### Work to complete
Scan the material for the word "level", then return every line where it appears.

### Recorded information

◇ ◇ ◇ ◇ ◇ ◇ ◇

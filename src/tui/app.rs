//! Main application logic for the terminal user interface.
//!
//! This module contains the `App` struct which manages the TUI state,
//! handles user input, renders the interface, and coordinates the task
//! list, the add-task form and the confirmation dialog. Every mutation
//! writes the store back to disk before the next event is processed.

use std::io;
use std::path::{Path, PathBuf};
use std::time::Duration;

use chrono::Utc;
use crossterm::event::{self, Event, KeyCode};
use ratatui::{
    backend::Backend,
    layout::{Alignment, Constraint, Direction, Layout, Rect},
    style::{Color, Modifier, Style},
    text::{Line, Span},
    widgets::{Block, Borders, Cell, Clear, Paragraph, Row, Table, TableState, Wrap},
    Frame, Terminal,
};

use crate::fields::{FilterMode, Priority};
use crate::store::{
    filter_tasks, format_age, format_filter, format_priority, format_stats, Store,
};
use crate::tui::colors::{DARK_GREEN, DARK_RED, GOLD};
use crate::tui::enums::AppState;
use crate::tui::input::InputField;
use crate::tui::utils::centered_rect;

/// Badge color for a priority tag.
fn priority_color(p: Priority) -> Color {
    match p {
        Priority::Low => DARK_GREEN,
        Priority::Medium => GOLD,
        Priority::High => DARK_RED,
    }
}

/// Main application state for the terminal user interface.
///
/// The store is the single source of truth; the visible id list and the
/// table selection are re-derived from it after every mutation.
pub struct App {
    state: AppState,
    store: Store,
    db_path: PathBuf,
    task_list_state: TableState,
    visible_tasks: Vec<u64>,
    filter: FilterMode,
    input: InputField,
    input_priority: Priority,
    grabbed: Option<u64>,
    status_message: String,
}
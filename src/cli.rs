use std::path::PathBuf;

use clap::Parser;

use crate::cmd::Commands;

/// Simple, file-backed task list CLI.
/// Storage defaults to ~/.tasklist/tasks.json or a path passed via --db.
#[derive(Parser)]
#[command(name = "tsk", version, about = "Local task list manager")]
pub struct Cli {
    /// Path to the JSON task file.
    #[arg(long, global = true)]
    pub db: Option<PathBuf>,

    #[command(subcommand)]
    pub command: Option<Commands>,
}
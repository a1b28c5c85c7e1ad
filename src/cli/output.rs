use std::io::{self, IsTerminal, Write};

pub struct OutputConfig {
    pub json: bool,
    pub verbose: bool,
    pub quiet: bool,
    pub no_color: bool,
}

impl OutputConfig {
    pub fn from_global(json: bool, verbose: bool, quiet: bool, no_color: bool) -> Self {
        let no_color = no_color || std::env::var("NO_COLOR").is_ok() || !io::stdout().is_terminal();
        Self {
            json,
            verbose,
            quiet,
            no_color,
        }
    }

    /// Whether human-readable lines should be printed at all.
    fn chatty(&self) -> bool {
        !self.quiet && !self.json
    }

    /// Print a status/confirmation message (suppressed in quiet and JSON mode).
    pub fn status(&self, msg: &str) {
        if self.chatty() {
            println!("{msg}");
        }
    }

    /// Print extra detail (only shown in verbose mode).
    pub fn detail(&self, msg: &str) {
        if self.verbose && self.chatty() {
            println!("{msg}");
        }
    }

    pub fn print_json<T: serde::Serialize>(&self, value: &T) -> anyhow::Result<()> {
        let json = serde_json::to_string_pretty(value)?;
        writeln!(io::stdout(), "{json}")?;
        Ok(())
    }

    /// Aligned columns on a color terminal, tab-separated otherwise.
    pub fn print_table(&self, headers: &[&str], rows: &[Vec<String>]) {
        if rows.is_empty() {
            return;
        }

        if self.no_color {
            println!("{}", headers.join("\t"));
            for row in rows {
                println!("{}", row.join("\t"));
            }
            return;
        }

        let mut widths: Vec<usize> = headers.iter().map(|h| h.len()).collect();
        for row in rows {
            for (width, cell) in widths.iter_mut().zip(row) {
                *width = (*width).max(cell.len());
            }
        }
        println!("\x1b[1m{}\x1b[0m", pad_row(headers.iter().copied(), &widths));
        let sep: String = widths
            .iter()
            .map(|w| "-".repeat(*w))
            .collect::<Vec<_>>()
            .join("  ");
        println!("{sep}");
        for row in rows {
            println!("{}", pad_row(row.iter().map(String::as_str), &widths));
        }
    }
}

fn pad_row<'a>(cells: impl Iterator<Item = &'a str>, widths: &[usize]) -> String {
    cells
        .zip(widths)
        .map(|(c, w)| format!("{c:<w$}"))
        .collect::<Vec<_>>()
        .join("  ")
}
use crate::error::Result;
use std::fs::File;
use std::path::Path;
use zip::ZipArchive;

pub fn open_archive(path: &Path) -> Result<ZipArchive<File>> {
    let file = File::open(path)?;
    let archive = ZipArchive::new(file)?;
    Ok(archive)
}

pub fn list_entries(archive: &ZipArchive<File>) -> Vec<String> {
    (0..archive.len())
        .filter_map(|i| archive.name_for_index(i).map(|s| s.to_string()))
        .collect()
}
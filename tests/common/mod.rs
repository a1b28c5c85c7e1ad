use std::collections::BTreeMap;
use std::path::{Path, PathBuf};

/// Build a minimal EPUB source tree inside a temp directory.
/// Returns (TempDir, path_to_opf). TempDir must be kept alive.
pub fn source_tree() -> (tempfile::TempDir, PathBuf) {
    let tmp = tempfile::TempDir::new().expect("create temp dir");
    let root = tmp.path().join("book");
    write(&root, "mimetype", b"application/epub+zip");
    write(
        &root,
        "META-INF/container.xml",
        br#"<?xml version="1.0" encoding="UTF-8"?>
<container version="1.0" xmlns="urn:oasis:names:tc:opendocument:xmlns:container">
  <rootfiles>
    <rootfile full-path="OEBPS/text/content.opf" media-type="application/oebps-package+xml"/>
  </rootfiles>
</container>"#,
    );
    write(&root, "OEBPS/text/content.opf", b"<package/>");
    write(
        &root,
        "OEBPS/text/chapter1.xhtml",
        b"<html><body><h1>Chapter 1</h1></body></html>",
    );
    write(&root, "OEBPS/images/cover.jpg", &[0xff, 0xd8, 0xff, 0xe0, 0, 1, 2]);
    write(&root, "OEBPS/styles/book.css", b"body { margin: 0 }");
    let opf = root.join("OEBPS/text/content.opf");
    (tmp, opf)
}

#[allow(dead_code)]
pub fn write(root: &Path, rel: &str, data: &[u8]) {
    let path = root.join(rel);
    std::fs::create_dir_all(path.parent().expect("parent")).expect("create dirs");
    std::fs::write(&path, data).expect("write file");
}

/// Every file under `root` keyed by its `/`-separated relative path.
#[allow(dead_code)]
pub fn snapshot_files(root: &Path) -> BTreeMap<String, Vec<u8>> {
    fn walk(root: &Path, dir: &Path, out: &mut BTreeMap<String, Vec<u8>>) {
        for entry in std::fs::read_dir(dir).expect("read dir") {
            let path = entry.expect("dir entry").path();
            if path.is_dir() {
                walk(root, &path, out);
            } else {
                let rel = path
                    .strip_prefix(root)
                    .expect("under root")
                    .components()
                    .map(|c| c.as_os_str().to_string_lossy().into_owned())
                    .collect::<Vec<_>>()
                    .join("/");
                out.insert(rel, std::fs::read(&path).expect("read file"));
            }
        }
    }
    let mut out = BTreeMap::new();
    walk(root, root, &mut out);
    out
}

/// Entry names of a zip archive in stored order
#[allow(dead_code)]
pub fn entry_names(path: &Path) -> Vec<String> {
    let file = std::fs::File::open(path).expect("open epub");
    let archive = zip::ZipArchive::new(file).expect("open zip");
    (0..archive.len())
        .filter_map(|i| archive.name_for_index(i).map(|s| s.to_string()))
        .collect()
}

/// Basic structural validation of a packaged EPUB file
#[allow(dead_code)]
pub fn assert_valid_epub(path: &Path) {
    use std::io::Read;

    let file = std::fs::File::open(path).expect("open epub");
    let mut archive = zip::ZipArchive::new(file).expect("open zip");

    // Check mimetype is first entry and stored
    let mut mimetype = archive.by_index(0).expect("first entry");
    assert_eq!(mimetype.name(), "mimetype");
    assert_eq!(mimetype.compression(), zip::CompressionMethod::Stored);
    let mut content = String::new();
    mimetype.read_to_string(&mut content).expect("read mimetype");
    assert_eq!(content.trim(), "application/epub+zip");
    drop(mimetype);

    archive
        .by_name("META-INF/container.xml")
        .expect("container.xml");
}
use crate::epub::layout::SourceTree;
use crate::epub::{
    EPUB_EXTENSION, EntryKind, MIMETYPE, PackageSummary, PackagedEntry, REQUIRED_DIRS,
};
use crate::error::{EpubToolError, Result};
use std::fs::File;
use std::io;
use std::path::{Path, PathBuf};
use tracing::{debug, info, instrument};
use zip::ZipWriter;
use zip::write::SimpleFileOptions;

/// Package a validated source tree into `<base>/<name>.epub`.
///
/// The archive is built in a sibling `.epub.tmp` file and renamed into place
/// once complete. An existing archive at the destination is replaced; on
/// failure the temporary file is removed and the destination is untouched.
#[instrument(level = "info", skip_all, fields(base = %tree.base_dir.display(), name = %name))]
pub fn package_tree(tree: &SourceTree, name: &str) -> Result<PackageSummary> {
    check_target_name(name)?;
    let archive = archive_path(&tree.base_dir, name);
    let tmp_path = archive.with_extension("epub.tmp");

    let written = write_archive(tree, &tmp_path).and_then(|written| {
        std::fs::rename(&tmp_path, &archive)?;
        Ok(written)
    });
    let (entries, skipped) = match written {
        Ok(written) => written,
        Err(e) => {
            let _ = std::fs::remove_file(&tmp_path);
            return Err(e);
        }
    };

    info!(
        archive = %archive.display(),
        entries = entries.len(),
        skipped,
        "epub written"
    );
    Ok(PackageSummary {
        archive,
        base_dir: tree.base_dir.clone(),
        entries,
        skipped,
    })
}

/// The archive name must be a plain file name so the archive (and its
/// temporary file) land in the tree root, outside the walked directories.
pub fn check_target_name(name: &str) -> Result<()> {
    let plain = !name.is_empty()
        && name != "."
        && name != ".."
        && !name.contains(['/', '\\'])
        && Path::new(name).components().count() == 1;
    if plain {
        Ok(())
    } else {
        Err(EpubToolError::InvalidTargetName(name.to_string()))
    }
}

/// Destination of a packaged archive
pub fn archive_path(base_dir: &Path, name: &str) -> PathBuf {
    base_dir.join(format!("{name}.{EPUB_EXTENSION}"))
}

struct Walk {
    zip: ZipWriter<File>,
    base: PathBuf,
    entries: Vec<PackagedEntry>,
    skipped: usize,
}

fn write_archive(tree: &SourceTree, path: &Path) -> Result<(Vec<PackagedEntry>, usize)> {
    let file = File::create(path)?;
    let mut walk = Walk {
        zip: ZipWriter::new(file),
        base: tree.base_dir.clone(),
        entries: Vec::new(),
        skipped: 0,
    };

    // mimetype (stored, no compression, first entry)
    let stored = SimpleFileOptions::default().compression_method(zip::CompressionMethod::Stored);
    let mimetype = tree.mimetype_path();
    let size = walk.copy_file(&mimetype, MIMETYPE.to_string(), stored)?;
    walk.record(MIMETYPE.to_string(), EntryKind::File, size);

    for dir in REQUIRED_DIRS {
        let root = tree.base_dir.join(dir);
        walk.write_dir(&root)?;
    }

    walk.zip.finish()?;
    Ok((walk.entries, walk.skipped))
}

impl Walk {
    /// Write `dir` as a directory record, then its files, then its subdirectories.
    fn write_dir(&mut self, dir: &Path) -> Result<()> {
        let deflate =
            SimpleFileOptions::default().compression_method(zip::CompressionMethod::Deflated);

        let name = format!("{}/", self.entry_name(dir));
        self.zip.add_directory(name.as_str(), deflate)?;
        self.record(name, EntryKind::Directory, 0);

        let (dirs, files): (Vec<PathBuf>, Vec<PathBuf>) =
            sorted_children(dir)?.into_iter().partition(|p| p.is_dir());

        for file in files {
            if is_hidden(&file) {
                debug!(path = %file.display(), "skipping hidden file");
                self.skipped += 1;
                continue;
            }
            let name = self.entry_name(&file);
            let size = self.copy_file(&file, name.clone(), deflate)?;
            self.record(name, EntryKind::File, size);
        }

        for sub in dirs {
            self.write_dir(&sub)?;
        }
        Ok(())
    }

    fn copy_file(&mut self, path: &Path, name: String, options: SimpleFileOptions) -> Result<u64> {
        let mut src = File::open(path).map_err(|source| EpubToolError::Walk {
            path: path.to_path_buf(),
            source,
        })?;
        self.zip.start_file(name.as_str(), options)?;
        let size = io::copy(&mut src, &mut self.zip).map_err(|source| EpubToolError::Walk {
            path: path.to_path_buf(),
            source,
        })?;
        Ok(size)
    }

    fn record(&mut self, name: String, kind: EntryKind, size: u64) {
        debug!(entry = %name, %kind, size, "added entry");
        self.entries.push(PackagedEntry { name, kind, size });
    }

    /// `/`-separated path of `path` relative to the tree's base directory.
    fn entry_name(&self, path: &Path) -> String {
        let rel = path.strip_prefix(&self.base).unwrap_or(path);
        rel.components()
            .map(|c| c.as_os_str().to_string_lossy())
            .collect::<Vec<_>>()
            .join("/")
    }
}

fn sorted_children(dir: &Path) -> Result<Vec<PathBuf>> {
    let walk_err = |source| EpubToolError::Walk {
        path: dir.to_path_buf(),
        source,
    };
    let mut children = std::fs::read_dir(dir)
        .map_err(walk_err)?
        .map(|entry| entry.map(|e| e.path()))
        .collect::<io::Result<Vec<_>>>()
        .map_err(walk_err)?;
    children.sort();
    Ok(children)
}

/// Dotfiles (`.DS_Store` and friends) never go into the archive.
pub fn is_hidden(path: &Path) -> bool {
    path.file_name()
        .is_some_and(|n| n.to_string_lossy().starts_with('.'))
}
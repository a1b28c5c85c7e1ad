use crate::epub::{DESCRIPTOR_EXTENSION, MIMETYPE, REQUIRED_DIRS};
use crate::error::{EpubToolError, Result};
use std::path::{Path, PathBuf};

/// A source tree that has passed the structural checks needed for packaging.
///
/// The descriptor lives at `<base>/OEBPS/<subdir>/<name>.opf`: for
/// `book/OEBPS/text/content.opf` the base is `book/`, which must hold a
/// `mimetype` file plus every directory in [`REQUIRED_DIRS`].
#[derive(Debug, Clone, PartialEq, Eq)]
pub struct SourceTree {
    pub descriptor: PathBuf,
    pub base_dir: PathBuf,
}

impl SourceTree {
    /// Validate the tree around `descriptor`, failing on the first missing piece.
    pub fn from_descriptor(descriptor: &Path) -> Result<Self> {
        let descriptor = expand_home(descriptor);
        let is_opf = descriptor
            .extension()
            .is_some_and(|ext| ext == DESCRIPTOR_EXTENSION);
        if !descriptor.exists() || !is_opf {
            return Err(EpubToolError::InvalidDescriptor(descriptor));
        }
        tracing::debug!(
            descriptor = %descriptor.display(),
            "descriptor found, checking structure"
        );

        let base_dir = base_dir_for(&descriptor);
        for name in REQUIRED_DIRS {
            if !base_dir.join(name).is_dir() {
                return Err(EpubToolError::MissingDirectory {
                    name,
                    base: base_dir,
                });
            }
        }
        if !base_dir.join(MIMETYPE).is_file() {
            return Err(EpubToolError::MissingMimetype(base_dir));
        }

        Ok(Self {
            descriptor,
            base_dir,
        })
    }

    pub fn mimetype_path(&self) -> PathBuf {
        self.base_dir.join(MIMETYPE)
    }
}

/// Number of directories between the tree root and the descriptor
/// (`OEBPS/<subdir>/`), plus the descriptor itself.
const DESCRIPTOR_DEPTH: usize = 3;

/// Root of the source tree that `descriptor` belongs to.
///
/// Relative paths that run out of components resolve to `.`; absolute ones
/// stop at the filesystem root.
pub fn base_dir_for(descriptor: &Path) -> PathBuf {
    (0..DESCRIPTOR_DEPTH).fold(descriptor.to_path_buf(), |path, _| non_empty_parent(&path))
}

fn non_empty_parent(path: &Path) -> PathBuf {
    match path.parent() {
        Some(p) if !p.as_os_str().is_empty() => p.to_path_buf(),
        None if path.has_root() => path.to_path_buf(),
        _ => PathBuf::from("."),
    }
}

/// Replace a leading `~` with the user's home directory, if one is known.
pub fn expand_home(path: &Path) -> PathBuf {
    let Ok(rest) = path.strip_prefix("~") else {
        return path.to_path_buf();
    };
    let home = std::env::var_os("HOME").or_else(|| std::env::var_os("USERPROFILE"));
    match home {
        Some(home) => PathBuf::from(home).join(rest),
        None => path.to_path_buf(),
    }
}
use crate::epub::{ExtractSummary, zip_utils};
use crate::error::{EpubToolError, Result};
use std::path::Path;
use tracing::{debug, info, instrument};

/// Unpack every entry of `archive` into `target`.
///
/// Any zip file is accepted. `target` and missing subdirectories are created;
/// a `target` that exists but is not a directory is left alone and reported.
#[instrument(
    level = "info",
    skip_all,
    fields(archive = %archive.display(), target = %target.display())
)]
pub fn extract_archive(archive: &Path, target: &Path) -> Result<ExtractSummary> {
    if target.exists() && !target.is_dir() {
        return Err(EpubToolError::TargetNotDirectory(target.to_path_buf()));
    }

    let mut zip = zip_utils::open_archive(archive)?;
    for name in zip_utils::list_entries(&zip) {
        debug!(entry = %name, "extracting entry");
    }

    std::fs::create_dir_all(target)?;
    zip.extract(target)?;

    info!(entries = zip.len(), "archive extracted");
    Ok(ExtractSummary {
        archive: archive.to_path_buf(),
        target: target.to_path_buf(),
        entries: zip.len(),
    })
}
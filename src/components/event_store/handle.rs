use super::actor::{EventStoreActor, EventStoreActorHandle};
use super::models::{Event, EventDraft, EventId};
use super::projection::EventView;
use super::remote::EventRemote;
use crate::components::notifications::Notifier;
use crate::error::OrganiserResult;
use std::sync::Arc;
use std::time::Duration;
use tokio::task::JoinHandle;

/// Handle for interacting with the event store actor
#[derive(Clone)]
pub struct EventStoreHandle {
    actor_handle: EventStoreActorHandle,
    actor_task: Arc<JoinHandle<()>>,
}

impl EventStoreHandle {
    /// Create a new EventStoreHandle and spawn the actor
    pub fn new(remote: Arc<dyn EventRemote>, notifier: Notifier, highlight_for: Duration) -> Self {
        let (mut actor, handle) = EventStoreActor::new(remote, notifier, highlight_for);

        let actor_task = tokio::spawn(async move {
            actor.run().await;
        });

        Self {
            actor_handle: handle,
            actor_task: Arc::new(actor_task),
        }
    }

    /// Replace the local collection with the service's
    pub async fn load(&self) -> OrganiserResult<usize> {
        self.actor_handle.load().await
    }

    pub async fn create(&self, draft: EventDraft) -> OrganiserResult<Event> {
        self.actor_handle.create(draft).await
    }

    pub async fn update(&self, id: EventId, draft: EventDraft) -> OrganiserResult<Event> {
        self.actor_handle.update(id, draft).await
    }

    /// Delete an event. Asking the user first is up to the caller.
    pub async fn delete(&self, id: EventId) -> OrganiserResult<Option<Event>> {
        self.actor_handle.delete(id).await
    }

    /// Look up the local record, e.g. to pre-fill an edit form
    pub async fn get(&self, id: EventId) -> OrganiserResult<Option<Event>> {
        self.actor_handle.get(id).await
    }

    /// Current projection of the store, sorted by start
    pub async fn events(&self) -> OrganiserResult<Vec<EventView>> {
        self.actor_handle.events().await
    }

    /// Shutdown the actor
    pub async fn shutdown(&self) -> OrganiserResult<()> {
        self.actor_handle.shutdown().await
    }

    /// Whether the actor has exited
    pub fn is_finished(&self) -> bool {
        self.actor_task.is_finished()
    }
}
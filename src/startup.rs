use crate::cli::{Commands, Console};
use crate::shutdown;
use organiser::components::event_store::EventStoreComponent;
use organiser::components::notifications::{Notifications, Notifier};
use organiser::components::ComponentManager;
use organiser::config::Config;
use organiser::error::{component_error, Error};
use std::sync::Arc;
use tokio::sync::RwLock;
use tracing::{error, info};
use tracing_subscriber::{EnvFilter, FmtSubscriber};

/// Initialize logging with environment-based configuration
pub fn init_logging() -> miette::Result<()> {
    let subscriber = FmtSubscriber::builder()
        .with_env_filter(
            EnvFilter::try_from_default_env()
                .unwrap_or_else(|_| EnvFilter::new("info,reqwest=warn,hyper=warn")),
        )
        // stdout belongs to the console
        .with_writer(std::io::stderr)
        .finish();

    tracing::subscriber::set_global_default(subscriber)
        .map_err(|e| Error::Other(format!("Failed to set up logging: {}", e)))?;

    Ok(())
}

/// Load and initialize the application config
pub async fn load_config() -> miette::Result<Arc<RwLock<Config>>> {
    match Config::load() {
        Ok(config) => Ok(Arc::new(RwLock::new(config))),
        Err(e) => {
            error!("Failed to load configuration: {:?}", e);
            Err(e.into())
        }
    }
}

/// Bring up the components and run the requested command
pub async fn run(config: Arc<RwLock<Config>>, command: Commands) -> miette::Result<()> {
    let ttl = config.read().await.notification_ttl();
    let notifier = Notifier::new(ttl);
    // Subscribe before anything can be reported
    let toasts = notifier.subscribe();

    // Initialize component manager
    let mut component_manager = ComponentManager::new(Arc::clone(&config));
    component_manager.register(Notifications::new(notifier.clone()));
    component_manager.register(EventStoreComponent::new(notifier));

    let component_manager = Arc::new(component_manager);
    component_manager.init_all().await?;

    let store = match component_manager.get::<EventStoreComponent>("event_store") {
        Some(component) => component.get_handle().await,
        None => None,
    }
    .ok_or_else(|| component_error("Event store is not available"))?;

    let mut console = Console::new(store, Arc::clone(&component_manager), toasts);

    let result = match command {
        Commands::Shell => {
            tokio::select! {
                result = console.run_shell() => result,
                _ = shutdown::wait_for_signal() => {
                    info!("Received shutdown signal, leaving shell");
                    Ok(())
                }
            }
        }
        command => console.run_once(command).await,
    };

    if let Err(e) = component_manager.shutdown_all().await {
        error!("Error shutting down components: {:?}", e);
    } else {
        info!("All components shut down successfully");
    }

    result.map_err(Into::into)
}
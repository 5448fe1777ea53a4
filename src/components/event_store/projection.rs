use super::models::{Event, EventId};
use std::fmt::Write;

/// Placeholder rendered when there is nothing scheduled
pub const EMPTY_LIST_MESSAGE: &str =
    "No events scheduled. Use \"add\" to create one.";

/// A row of the rendered event list
#[derive(Debug, Clone, PartialEq)]
pub struct EventView {
    pub id: EventId,
    pub title: String,
    pub datetime: String,
    pub description: Option<String>,
    /// Recently created or updated
    pub highlighted: bool,
}

/// Sort the store's events by start date and time.
///
/// The sort is stable, so events starting at the same moment keep the order
/// they have in the store.
pub fn project(events: &[Event], highlighted: &[EventId]) -> Vec<EventView> {
    let mut sorted: Vec<&Event> = events.iter().collect();
    sorted.sort_by_key(|event| event.starts_at());

    sorted
        .into_iter()
        .map(|event| EventView {
            id: event.id.clone(),
            title: event.title.clone(),
            datetime: event.datetime.clone(),
            description: event.description.clone(),
            highlighted: highlighted.contains(&event.id),
        })
        .collect()
}

/// Render the projection as console text
pub fn render(views: &[EventView]) -> String {
    if views.is_empty() {
        return format!("{}\n", EMPTY_LIST_MESSAGE);
    }

    let mut out = String::new();
    for view in views {
        let marker = if view.highlighted { "*" } else { " " };
        let _ = writeln!(out, "{} [{}] {} - {}", marker, view.id, view.title, view.datetime);
        if let Some(description) = &view.description {
            let _ = writeln!(out, "      {}", description);
        }
    }
    out
}
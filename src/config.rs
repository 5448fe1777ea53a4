use crate::error::{config_error, env_error, OrganiserResult};
use dotenvy::dotenv;
use serde::{Deserialize, Serialize};
use std::env;
use std::fs;
use std::path::Path;
use std::time::Duration;
use url::Url;

/// Default address of the organiser web service
pub const DEFAULT_BASE_URL: &str = "http://127.0.0.1:8000";
/// Default path under which the event endpoints live
pub const DEFAULT_API_PREFIX: &str = "/organiser/api/events/";
/// Default request timeout in seconds
pub const DEFAULT_REQUEST_TIMEOUT_SECS: u64 = 10;
/// Default lifetime of a notification toast in milliseconds
pub const DEFAULT_NOTIFICATION_TTL_MS: u64 = 3000;
/// Optional settings file, relative to the working directory
pub const CONFIG_FILE: &str = "config/organiser.toml";

/// Main configuration structure for the organiser client
#[derive(Debug, Clone, Serialize, Deserialize)]
pub struct Config {
    /// Base URL of the organiser web service
    pub base_url: String,
    /// Path prefix of the event endpoints
    pub api_prefix: String,
    /// CSRF token handed out by the hosting page, sent on every mutating request
    pub csrf_token: String,
    /// Timeout for a single request
    pub request_timeout_secs: u64,
    /// How long a notification stays visible
    pub notification_ttl_ms: u64,
}

/// Non-secret overrides read from `config/organiser.toml`
#[derive(Debug, Default, Deserialize)]
struct FileOverrides {
    base_url: Option<String>,
    api_prefix: Option<String>,
    request_timeout_secs: Option<u64>,
    notification_ttl_ms: Option<u64>,
}

impl Config {
    /// Load configuration from environment and config file
    pub fn load() -> OrganiserResult<Self> {
        // Load .env file if it exists
        dotenv().ok();

        let csrf_token =
            env::var("ORGANISER_CSRF_TOKEN").map_err(|_| env_error("ORGANISER_CSRF_TOKEN"))?;

        let base_url =
            env::var("ORGANISER_BASE_URL").unwrap_or_else(|_| DEFAULT_BASE_URL.to_string());
        let api_prefix =
            env::var("ORGANISER_API_PREFIX").unwrap_or_else(|_| DEFAULT_API_PREFIX.to_string());

        let request_timeout_secs =
            parse_env_u64("ORGANISER_REQUEST_TIMEOUT_SECS", DEFAULT_REQUEST_TIMEOUT_SECS)?;
        let notification_ttl_ms =
            parse_env_u64("ORGANISER_NOTIFICATION_TTL_MS", DEFAULT_NOTIFICATION_TTL_MS)?;

        let mut config = Config {
            base_url,
            api_prefix,
            csrf_token,
            request_timeout_secs,
            notification_ttl_ms,
        };

        if Path::new(CONFIG_FILE).exists() {
            let content = fs::read_to_string(CONFIG_FILE)?;
            config.apply_overrides(&content)?;
        }

        config.validate()?;
        Ok(config)
    }

    /// Merge the settings found in a TOML document over the current values
    pub fn apply_overrides(&mut self, content: &str) -> OrganiserResult<()> {
        let overrides: FileOverrides = toml::from_str(content)?;

        if let Some(base_url) = overrides.base_url {
            self.base_url = base_url;
        }
        if let Some(api_prefix) = overrides.api_prefix {
            self.api_prefix = api_prefix;
        }
        if let Some(secs) = overrides.request_timeout_secs {
            self.request_timeout_secs = secs;
        }
        if let Some(ms) = overrides.notification_ttl_ms {
            self.notification_ttl_ms = ms;
        }

        Ok(())
    }

    /// Check that the service address can be turned into endpoint URLs
    pub fn validate(&self) -> OrganiserResult<()> {
        self.events_url().map(|_| ())
    }

    /// URL of the event list endpoint; the mutation endpoints hang off it
    pub fn events_url(&self) -> OrganiserResult<Url> {
        let base = Url::parse(&self.base_url)
            .map_err(|e| config_error(&format!("Invalid base URL '{}': {}", self.base_url, e)))?;

        // Url::join drops the last segment unless the prefix ends in '/'
        let mut prefix = self.api_prefix.clone();
        if !prefix.ends_with('/') {
            prefix.push('/');
        }

        base.join(&prefix)
            .map_err(|e| config_error(&format!("Invalid API prefix '{}': {}", self.api_prefix, e)))
    }

    pub fn request_timeout(&self) -> Duration {
        Duration::from_secs(self.request_timeout_secs)
    }

    pub fn notification_ttl(&self) -> Duration {
        Duration::from_millis(self.notification_ttl_ms)
    }
}

fn parse_env_u64(var: &str, default: u64) -> OrganiserResult<u64> {
    match env::var(var) {
        Ok(value) => value
            .trim()
            .parse::<u64>()
            .map_err(|_| env_error(&format!("Invalid {} format", var))),
        Err(_) => Ok(default),
    }
}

◇ ◇ ◇ ◇ ◇ ◇ ◇

### Solution
#[instrument(level = "info", skip_all, fields(base = %tree.base_dir.display(), name = %name))]
    level = "info",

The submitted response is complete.